“Je ne suis pas une journaliste, je ne cherche pas à révéler quoi que ce soit”, prévient d’emblée Polly Tootal lorsqu’on l’interroge sur sa série intitulée The Hands That Built This City (“Les mains qui ont construit cette ville”). Les “mains” dont il est question sont celles des travailleurs immigrés, originaires principalement du sous-continent indien, qui œuvrent sur les chantiers des métropoles de Dubaï et d’Abou Dhabi, dans les Émirats arabes unis.

Une main-d’œuvre à très bas prix, voire “parfois non rémunérée, sans doute”, comme on en trouve selon la photographe à travers toute la péninsule arabique, mais aussi dans le reste du monde : “Nous sommes tous conscients du problème, affirme-t-elle.

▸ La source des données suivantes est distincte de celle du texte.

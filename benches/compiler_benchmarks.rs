//! End-to-end parse and compile benchmarks.
//!
//! ```bash
//! cargo bench
//! cargo bench parse
//! cargo bench compile
//! ```

use criterion::{Criterion, Throughput, black_box, criterion_group, criterion_main};
use eql_compiler::compiler::{CompileOptions, compile_to_ir};
use eql_compiler::parse;
use eql_compiler::schema::{PtrCardinality, QualName, Schema, SchemaBuilder};

fn bench_schema() -> Schema {
    let mut b = SchemaBuilder::with_std();
    let str_ty = b.get_type("std", "str");
    let int64 = b.get_type("std", "int64");
    let user = b.add_object_type(QualName::new("default", "User"), &[]);
    b.add_property(user, QualName::new("default", "name"), str_ty);
    b.add_property(user, QualName::new("default", "age"), int64);
    b.add_link(
        user,
        QualName::new("default", "friends"),
        user,
        PtrCardinality::ManyToMany,
    );
    b.build()
}

fn bench_parse(c: &mut Criterion) {
    let mut group = c.benchmark_group("parse");

    let queries = [
        ("constant", "SELECT 42"),
        ("arithmetic", "SELECT 1 + 2 * 3 - 4 / 5"),
        ("path", "SELECT User.friends.name"),
        (
            "shape",
            "SELECT User { name, age, friends: { name } FILTER .age > 20 LIMIT 10 }",
        ),
        (
            "full",
            "WITH U := User SELECT U { name } FILTER U.age > 30 ORDER BY U.name LIMIT 100",
        ),
    ];

    for (name, query) in queries {
        group.throughput(Throughput::Elements(1));
        group.bench_function(name, |b| {
            b.iter(|| {
                let result = parse(black_box(query));
                black_box(result.ast).is_some()
            })
        });
    }

    group.finish();
}

fn bench_compile(c: &mut Criterion) {
    let mut group = c.benchmark_group("compile");
    let schema = bench_schema();
    let options = CompileOptions::new();

    let queries = [
        ("constant_fold", "SELECT 40 + 2"),
        ("path_interning", "SELECT (User.name, User.name)"),
        ("shape", "SELECT User { name, friends: { name } }"),
        (
            "clauses",
            "SELECT User FILTER User.age > 30 ORDER BY User.name LIMIT 10",
        ),
    ];

    for (name, query) in queries {
        group.throughput(Throughput::Elements(1));
        group.bench_function(name, |b| {
            b.iter(|| {
                compile_to_ir(black_box(query), &schema, &options)
                    .expect("benchmark query compiles")
            })
        });
    }

    group.finish();
}

criterion_group!(benches, bench_parse, bench_compile);
criterion_main!(benches);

De ce que nécessite la construction des villes capitalistes : d’autres en parlent mieux que moi. Ce que je voulais avec cette série, c’était raconter l’histoire d’un paysage urbain et de ceux qui l’habitent pour, peut-être, parvenir à l’interpréter de manière poétique.”

Produites au cours de plusieurs séjours à Dubaï et à Abou Dhabi sur une période d’un an, entre 2018 et 2019, les images de Polly Tootal ont été prises dans les vastes lotissements érigés en périphérie des villes, “loin des gratte-ciel flamboyants”, dans le but d’héberger les milliers d’ouvriers migrants employés dans la construction. Des lieux mornes, où l’on ne croise quasiment “ni femmes ni enfants”, et où des contingents d’hommes attirés là par “les promesses d’une prospérité factice” se construisent, bon an, mal an, une vie. Car ces lieux sans nom ne sont pas peuplés que de rêves déçus. La photographe a aussi pu y observer “la camaraderie et la solidarité” qui unissent cette armée de déracinés.

Elle qui s’intéresse depuis le début de sa carrière “aux marges des villes, aux lieux où l’on ne se rend pas en tant que touristes” explique avoir travaillé en plein jour en éclairant ses scènes d’un flash puissant, de sorte à donner à l’ensemble “une impression de théâtralité” : “J’ai cherché à constituer un récit visuel, avec des personnages et un décor, en espérant que, mises bout à bout, mes images racontent une histoire, explique-t-elle. Mais je ne fais pas un exposé. Les personnes qui observent mes images peuvent s’en emparer pour les commenter. Les mots ne viennent pas de moi.”